Esquizofrenia na atualidade: quão importante é a perspectiva do paciente?

Em um simpósio intitulado "Esquizofrenia na atualidade: quão importante é a perspectiva do paciente?" no ECNP 2022, o Prof. Paolo Fusar-Poli (Reino Unido) discutiu como é fundamental identificar fatores de risco em jovens que podem desenvolver psicose e, a longo prazo, esquizofrenia. Prevenir o início da psicose ou tratar a psicose precocemente é vital, pois o prognóstico a longo prazo piora à medida que a psicose permanece não tratada.

Em sequência, o Prof. Christoph Correll (EUA) discutiu a necessidade de proporcionar não apenas recuperação sintomática, mas também funcional, personalizando os resultados do tratamento. Um modo de fazer isso, como discutido pelo Prof. Stephan Heres (Alemanha), é através do uso da tomada de decisão compartilhada, que envolve o paciente e o cuidador trabalhando em parceria com profissionais de saúde. Isso pode levar à melhora da saúde a longo prazo e a um uso mais eficiente de recursos.

 

Entendendo a esquizofrenia na atualidade: o que há de novo?
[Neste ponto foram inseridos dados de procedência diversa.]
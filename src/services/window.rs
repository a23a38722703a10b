//! Operating-system automation surface for the reader application.
//!
//! The capture engine only needs four capabilities from the desktop: find the
//! reader window, bring it to the front, grab a screen region into a file and
//! press the "next page" key. [`WindowController`] names those capabilities so
//! the engine does not care which automation backend sits underneath.

use crate::error::{Result, UnkindleError};
use crate::types::WindowBounds;
use async_trait::async_trait;
use regex::Regex;
use std::path::Path;
use std::process::Output;
use std::time::Duration;
use tokio::process::Command;
use tracing::debug;

pub const DEFAULT_APP_NAME: &str = "Amazon Kindle";
/// macOS virtual key code for the right arrow.
pub const DEFAULT_ADVANCE_KEY_CODE: u16 = 124;

const ACTIVATION_SETTLE: Duration = Duration::from_millis(500);
const NOT_RUNNING_MARKER: &str = "NOT_RUNNING";

#[async_trait]
pub trait WindowController: Send + Sync {
    /// Name of the automated application, used in error messages.
    fn app_name(&self) -> &str;

    /// Reports the raw window geometry, title bar included.
    async fn locate(&self) -> Result<WindowBounds>;

    async fn foreground(&self) -> Result<()>;

    /// Writes a screenshot of `bounds` to `destination`.
    async fn capture_region(&self, bounds: &WindowBounds, destination: &Path) -> Result<()>;

    async fn send_advance_key(&self) -> Result<()>;
}

/// Drives the reader through `osascript` and `screencapture` (macOS).
pub struct AppleScriptWindow {
    app_name: String,
    advance_key_code: u16,
}

impl AppleScriptWindow {
    pub fn new(app_name: impl Into<String>, advance_key_code: u16) -> Self {
        Self {
            app_name: app_name.into(),
            advance_key_code,
        }
    }

    async fn run_osascript(script: &str) -> std::io::Result<Output> {
        Command::new("osascript").arg("-e").arg(script).output().await
    }

    fn stderr_of(output: &Output) -> String {
        String::from_utf8_lossy(&output.stderr).trim().to_string()
    }
}

impl Default for AppleScriptWindow {
    fn default() -> Self {
        Self::new(DEFAULT_APP_NAME, DEFAULT_ADVANCE_KEY_CODE)
    }
}

#[async_trait]
impl WindowController for AppleScriptWindow {
    fn app_name(&self) -> &str {
        &self.app_name
    }

    async fn locate(&self) -> Result<WindowBounds> {
        let script = format!(
            r#"tell application "{app}"
  if not running then
    return "{marker}"
  end if
  activate
end tell
delay 0.5
tell application "System Events"
  tell process "{app}"
    get {{position, size}} of window 1
  end tell
end tell"#,
            app = self.app_name,
            marker = NOT_RUNNING_MARKER
        );

        let output = Self::run_osascript(&script).await.map_err(|e| {
            UnkindleError::WindowGeometryUnavailable {
                reason: format!("failed to run osascript: {}", e),
            }
        })?;

        if !output.status.success() {
            return Err(UnkindleError::WindowGeometryUnavailable {
                reason: format!(
                    "window query failed, check accessibility permissions: {}",
                    Self::stderr_of(&output)
                ),
            });
        }

        let stdout = String::from_utf8_lossy(&output.stdout);
        debug!("Window query answered: {}", stdout.trim());

        if stdout.trim() == NOT_RUNNING_MARKER {
            return Err(UnkindleError::TargetNotRunning {
                app: self.app_name.clone(),
            });
        }

        parse_window_geometry(&stdout)
    }

    async fn foreground(&self) -> Result<()> {
        let script = format!("tell application \"{}\" to activate", self.app_name);
        let output = Self::run_osascript(&script).await?;

        if !output.status.success() {
            return Err(UnkindleError::TargetNotRunning {
                app: self.app_name.clone(),
            });
        }

        tokio::time::sleep(ACTIVATION_SETTLE).await;
        Ok(())
    }

    async fn capture_region(&self, bounds: &WindowBounds, destination: &Path) -> Result<()> {
        let output = Command::new("screencapture")
            .arg("-x")
            .arg("-R")
            .arg(bounds.to_string())
            .arg(destination)
            .output()
            .await
            .map_err(|e| UnkindleError::CaptureFailed {
                path: destination.display().to_string(),
                reason: format!("failed to run screencapture: {}", e),
            })?;

        if !output.status.success() {
            return Err(UnkindleError::CaptureFailed {
                path: destination.display().to_string(),
                reason: Self::stderr_of(&output),
            });
        }

        Ok(())
    }

    async fn send_advance_key(&self) -> Result<()> {
        let script = format!(
            r#"tell application "{app}"
  activate
end tell
tell application "System Events"
  tell process "{app}"
    key code {key}
    delay 0.2
  end tell
end tell"#,
            app = self.app_name,
            key = self.advance_key_code
        );

        let output = Self::run_osascript(&script)
            .await
            .map_err(|e| UnkindleError::NavigationFailed {
                reason: e.to_string(),
            })?;

        if !output.status.success() {
            return Err(UnkindleError::NavigationFailed {
                reason: Self::stderr_of(&output),
            });
        }

        Ok(())
    }
}

/// Parses the `{position, size}` answer of the window query.
///
/// The answer must contain exactly four integers: x, y, width and height.
pub fn parse_window_geometry(answer: &str) -> Result<WindowBounds> {
    let number = Regex::new(r"-?\d+").map_err(|e| UnkindleError::WindowGeometryUnavailable {
        reason: e.to_string(),
    })?;

    let values = number
        .find_iter(answer)
        .map(|m| m.as_str().parse::<i32>())
        .collect::<std::result::Result<Vec<_>, _>>()
        .map_err(|e| UnkindleError::WindowGeometryUnavailable {
            reason: format!("unreadable coordinate in '{}': {}", answer.trim(), e),
        })?;

    match values.as_slice() {
        [x, y, width, height] => Ok(WindowBounds {
            x: *x,
            y: *y,
            width: *width,
            height: *height,
        }),
        _ => Err(UnkindleError::WindowGeometryUnavailable {
            reason: format!(
                "expected 4 integers, got {} in '{}'. Make sure the window is not minimized",
                values.len(),
                answer.trim()
            ),
        }),
    }
}
impl CaptureController {
    pub fn new(window: Arc<dyn WindowController>, config: CaptureConfig) -> (Self, SessionHandle) {
        let session = CaptureSession::from_config(&config);
        let (stop_tx, stop_rx) = watch::channel(false);
        let (progress_tx, progress_rx) = watch::channel(SessionProgress {
            status: session.status,
            current_page: session.current_page,
            pages_processed: 0,
        });
        let cancel_token = CancellationToken::new();

        let handle = SessionHandle {
            stop_tx: Arc::new(stop_tx),
            cancel_token: cancel_token.clone(),
            progress_rx,
        };

        let controller = Self {
            locator: TargetWindowLocator::new(window.clone(), config.title_bar_inset),
            capturer: PageCapturer::new(window.clone(), config.capture_delay_ms),
            advancer: PageAdvancer::new(window, config.advance_settle_ms),
            config,
            session,
            captures: Vec::new(),
            stop_rx,
            cancel_token,
            progress_tx,
        };

        (controller, handle)
    }

    pub fn session(&self) -> &CaptureSession {
        &self.session
    }

    pub fn status(&self) -> SessionStatus {
        self.session.status
    }

    /// Pages retained by this session, in capture order.
    pub fn captures(&self) -> &[PageCapture] {
        &self.captures
    }

    /// Runs the session to the end and reports it in the caller-facing shape.
    pub async fn run(mut self) -> CaptureResult {
        match self.execute().await {
            Ok(SessionEnd::Completed { document_path }) => CaptureResult {
                success: true,
                pages_captured: self.captures.len(),
                document_path: Some(document_path),
                error: None,
                status: self.session.status,
            },
            Ok(SessionEnd::Cancelled) => CaptureResult {
                success: false,
                pages_captured: self.captures.len(),
                document_path: None,
                error: Some("capture cancelled".to_string()),
                status: self.session.status,
            },
            Err(e) => CaptureResult {
                success: false,
                pages_captured: self.captures.len(),
                document_path: None,
                error: Some(e.to_string()),
                status: self.session.status,
            },
        }
    }

    /// Drives the session through its states.
    ///
    /// Errors leave every page written so far on disk; only cancellation deletes.
    pub async fn execute(&mut self) -> Result<SessionEnd> {
        self.transition(SessionStatus::Initializing);

        let bounds = match self.initialize().await {
            Ok(bounds) => bounds,
            Err(e) => return Err(self.fail(e)),
        };
        self.session.bounds = Some(bounds);

        if self.cancel_token.is_cancelled() {
            self.transition(SessionStatus::Cancelled);
            return Ok(SessionEnd::Cancelled);
        }

        self.transition(SessionStatus::Capturing);
        info!(
            "Capturing from page {} into {}",
            self.session.current_page,
            self.session.output_dir.display()
        );

        let exit = match self.capture_loop(&bounds).await {
            Ok(exit) => exit,
            Err(e) => return Err(self.fail(e)),
        };
        info!(
            "Capture loop ended ({:?}) after {} pages",
            exit, self.session.pages_processed
        );

        if exit == LoopExit::Cancelled || self.cancel_token.is_cancelled() {
            self.discard_newest_capture().await;
            self.transition(SessionStatus::Cancelled);
            return Ok(SessionEnd::Cancelled);
        }

        if self.session.status == SessionStatus::Capturing {
            self.transition(SessionStatus::Stopping);
        }

        match DocumentAssembler::assemble(&self.session.output_dir).await {
            Ok(document_path) => {
                self.transition(SessionStatus::Completed);
                Ok(SessionEnd::Completed { document_path })
            }
            Err(e) => Err(self.fail(e)),
        }
    }

    async fn initialize(&mut self) -> Result<WindowBounds> {
        self.config.validate()?;

        let output_dir = &self.session.output_dir;
        fs::create_dir_all(output_dir)
            .await
            .map_err(|e| UnkindleError::DirectoryAccessFailed {
                path: output_dir.display().to_string(),
                reason: e.to_string(),
            })?;

        self.locator.locate().await
    }

    async fn capture_loop(&mut self, bounds: &WindowBounds) -> Result<LoopExit> {
        let mut previous_fingerprint: Option<String> = None;

        loop {
            if self.cancel_token.is_cancelled() {
                return Ok(LoopExit::Cancelled);
            }
            if self.stop_requested() {
                self.transition(SessionStatus::Stopping);
                return Ok(LoopExit::StopRequested);
            }
            if self.session.page_limit_reached() {
                return Ok(LoopExit::PageLimit);
            }

            let page_number = self.session.current_page;
            debug!("Capturing page {}", page_number);

            let destination = PageCapturer::destination_for(&self.session.output_dir, page_number);
            let path = self.capturer.capture(bounds, &destination).await?;
            let fingerprint = DuplicateDetector::fingerprint(&path).await?;

            if DuplicateDetector::is_repeat(previous_fingerprint.as_deref(), &fingerprint) {
                info!(
                    "Page {} is identical to the previous page, treating it as the end of the book",
                    page_number
                );
                fs::remove_file(&path).await?;
                return Ok(LoopExit::RepeatedPage);
            }

            self.captures.push(PageCapture {
                path,
                page_number,
                fingerprint: fingerprint.clone(),
            });
            previous_fingerprint = Some(fingerprint);
            self.session.pages_processed += 1;
            self.publish_progress();
            info!("Captured page {}", page_number);

            // A signal that arrived mid-capture leaves the reader where it is.
            if self.cancel_token.is_cancelled() || self.stop_requested() {
                continue;
            }

            let Some(next_page) = page_number.checked_add(1) else {
                warn!("Page {} is the highest page number available, ending capture", page_number);
                return Ok(LoopExit::PageNumbersExhausted);
            };

            self.advancer.advance().await?;
            self.session.current_page = next_page;
            self.publish_progress();
        }
    }

    fn stop_requested(&self) -> bool {
        *self.stop_rx.borrow()
    }

    async fn discard_newest_capture(&mut self) {
        let Some(newest) = self.captures.pop() else {
            return;
        };

        match fs::remove_file(&newest.path).await {
            Ok(()) => info!(
                "Removed page {} captured before cancellation",
                newest.page_number
            ),
            Err(e) => warn!(
                "Could not remove partial capture {}: {}",
                newest.path.display(),
                e
            ),
        }
    }

    fn fail(&mut self, e: UnkindleError) -> UnkindleError {
        error!("Capture session failed: {}", e);
        self.transition(SessionStatus::Failed);
        e
    }

    fn transition(&mut self, next: SessionStatus) {
        let current = self.session.status;
        if !current.can_transition_to(next) {
            warn!("Ignoring session transition {} -> {}", current, next);
            return;
        }

        debug!("Session {} -> {}", current, next);
        self.session.status = next;
        self.publish_progress();
    }

    fn publish_progress(&self) {
        self.progress_tx.send_replace(SessionProgress {
            status: self.session.status,
            current_page: self.session.current_page,
            pages_processed: self.session.pages_processed,
        });
    }
}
Enquanto a idade média de aparecimento do espectro da esquizofrenia e outros transtornos psicóticos primários é de 20,5 anos,1 a integração de dados neurobiológicos e epidemiológicos revela um estágio pré-mórbido, do início da vida até a adolescência, com fatores de risco acumulados que levam, então, ao primeiro episódio. Isso pode ser seguido por uma série de recaídas na idade adulta jovem/média, e desenvolvimento de uma condição crônica.2 No entanto, muitas pessoas que apresentam psicose podem ficar sem tratamento por um longo período de tempo,3 até o momento em que a vida social e ocupacional se deterioram,3 a função cognitiva pode ser prejudicada4 e pode ser difícil engajar com o paciente.5 Neste estágio, os sintomas podem ser graves e a hospitalização é necessária.3

Identificar precocemente aqueles em risco de psicose é fundamental para ajudar a prevenir o desenvolvimento e melhorar os desfechos a longo prazo

O Prof. Fusar-Poli discutiu três ingredientes principais, necessários para ajudar a prevenir a psicose:6

  1. detecção de pessoas em risco,
  2. formulação de uma ferramenta confiável de previsão de prognóstico e
  3. desenvolvimento de tratamento preventivo.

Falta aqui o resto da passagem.